Nelle Rsa (Residenze Sanitarie Assistenziali) devono essere rispettati i parametri di legge e i contratti per il personale anche in quelle gestite dal privato. È necessario stabilire dei limiti alle rette d’accesso alla Rsa e ottenere il rispetto nella suddivisione della spesa tra regione, cittadino e comune di residenza, attualmente gran parte dei costi pesano sulle singole famiglie.
In prospettiva va profondamente modificato il sistema di assistenza alle persone anziane e/o non autosufficienti, sottraendoli al monopolio privato e puntando ad un’integrazione socioassistenziale con il territorio, riconducendo gli interventi all’interno del Servizio sanitario nazionale al contrario di quanto previsto dal disegno di legge sugli anziani fragili recentemente approvato.

Un grande movimento è necessario, anche in Italia

Lo scontro per difendere e/o ottenere un Servizio sanitario pubblico sarà uno degli elementi caratterizzanti i conflitti sociali dei prossimi anni in tutto il mondo.

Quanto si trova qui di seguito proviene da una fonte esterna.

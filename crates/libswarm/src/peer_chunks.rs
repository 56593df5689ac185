use crate::type_aliases::{BF, PeerHandle, bitfield_with_len};

/// The chunks a peer advertised, plus the bookkeeping [`ChunkStatistics`]
/// needs to undo its accounting when the peer leaves.
///
/// [`ChunkStatistics`]: crate::chunk_statistics::ChunkStatistics
#[derive(Debug, Clone)]
pub struct PeerChunks {
    peer: PeerHandle,
    bitfield: BF,
    using_counter: bool,
}

impl PeerChunks {
    pub fn new(peer: PeerHandle, size: usize) -> Self {
        Self {
            peer,
            bitfield: bitfield_with_len(size),
            using_counter: false,
        }
    }

    /// `bitfield` is resized to `size` bits, extra bits sent by the peer are
    /// dropped.
    pub fn with_bitfield(peer: PeerHandle, mut bitfield: BF, size: usize) -> Self {
        bitfield.resize(size, false);
        Self {
            peer,
            bitfield,
            using_counter: false,
        }
    }

    pub fn peer(&self) -> PeerHandle {
        self.peer
    }

    pub fn bitfield(&self) -> &BF {
        &self.bitfield
    }

    pub fn size(&self) -> usize {
        self.bitfield.len()
    }

    pub fn has(&self, index: u32) -> bool {
        self.bitfield
            .get(index as usize)
            .map(|b| *b)
            .unwrap_or(false)
    }

    pub fn is_seeder(&self) -> bool {
        !self.bitfield.is_empty() && self.bitfield.all()
    }

    pub fn is_empty(&self) -> bool {
        self.bitfield.not_any()
    }

    pub(crate) fn set(&mut self, index: u32) {
        if let Some(mut b) = self.bitfield.get_mut(index as usize) {
            *b = true;
        }
    }

    pub(crate) fn using_counter(&self) -> bool {
        self.using_counter
    }

    pub(crate) fn set_using_counter(&mut self, value: bool) {
        self.using_counter = value;
    }
}
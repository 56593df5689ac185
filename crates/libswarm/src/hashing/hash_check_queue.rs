use std::collections::VecDeque;

use parking_lot::{Condvar, Mutex};

use super::{DownloadId, hash_chunk::HashChunk};

pub(crate) struct HashEntry {
    pub id: DownloadId,
    pub chunk: HashChunk,
}

#[derive(Default)]
struct State {
    queue: VecDeque<HashEntry>,
    shutdown: bool,
}

/// Worker side FIFO of chunks waiting to be hashed.
#[derive(Default)]
pub(crate) struct HashCheckQueue {
    state: Mutex<State>,
    cond: Condvar,
}

impl HashCheckQueue {
    pub fn push_back(&self, entry: HashEntry) {
        self.state.lock().queue.push_back(entry);
        self.cond.notify_one();
    }

    /// Take back an entry the worker hasn't started on.
    pub fn remove(&self, id: DownloadId, index: u32) -> Option<HashChunk> {
        let mut g = self.state.lock();
        let pos = g
            .queue
            .iter()
            .position(|e| e.id == id && e.chunk.index() == index)?;
        g.queue.remove(pos).map(|e| e.chunk)
    }

    #[cfg(test)]
    pub fn is_waiting(&self, id: DownloadId, index: u32) -> bool {
        self.state
            .lock()
            .queue
            .iter()
            .any(|e| e.id == id && e.chunk.index() == index)
    }

    /// Blocks until there's an entry. `None` once shut down.
    pub fn pop(&self) -> Option<HashEntry> {
        let mut g = self.state.lock();
        loop {
            if g.shutdown {
                return None;
            }
            if let Some(e) = g.queue.pop_front() {
                return Some(e);
            }
            self.cond.wait(&mut g);
        }
    }

    /// Wake the worker and make it exit. Pending entries are dropped.
    pub fn shutdown(&self) {
        let mut g = self.state.lock();
        g.shutdown = true;
        g.queue.clear();
        drop(g);
        self.cond.notify_all();
    }
}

La salute è il bene più prezioso che ogni essere umano possa avere e la tutela della salute propria e dei propri cari è da sempre in cima alle preoccupazioni di ognuno di noi ed è su questo terreno che il conflitto con la logica neoliberista che mette al primo posto il profitto (di pochi) risulterà sempre più evidente.

L’iniziativa del primo aprile a Milano rende evidente la necessità che anche in Italia, come già in Spagna con Marea Blanca, in Francia e in Gran Bretagna si costruisca un grande movimento in grado di costruire una vertenza nazionale che abbia al centro i punti precedentemente illustrati e che chieda da subito un aumento significativo dei fondi per la sanità e una loro differente distribuzione finalizzata a potenziare la medicina territoriale, la prevenzione e la diagnosi precoce.
Esattamente il contrario di quanto sta avvenendo ora nel nostro Paese: secondo quanto previsto dal precedente governo Draghi, tra due anni alla sanità sarà destinato meno del 6,1% del PIL, meno quindi della soglia minima individuata dall’Oms perché ogni Paese garantisca un’assistenza sanitaria sufficiente ai propri cittadini.

Vittorio Agnoletto, medico, insegna “Globalizzazione e Politiche della Salute” all’Università degli Studi di Milano, del direttivo nazionale di Medicina Democratica.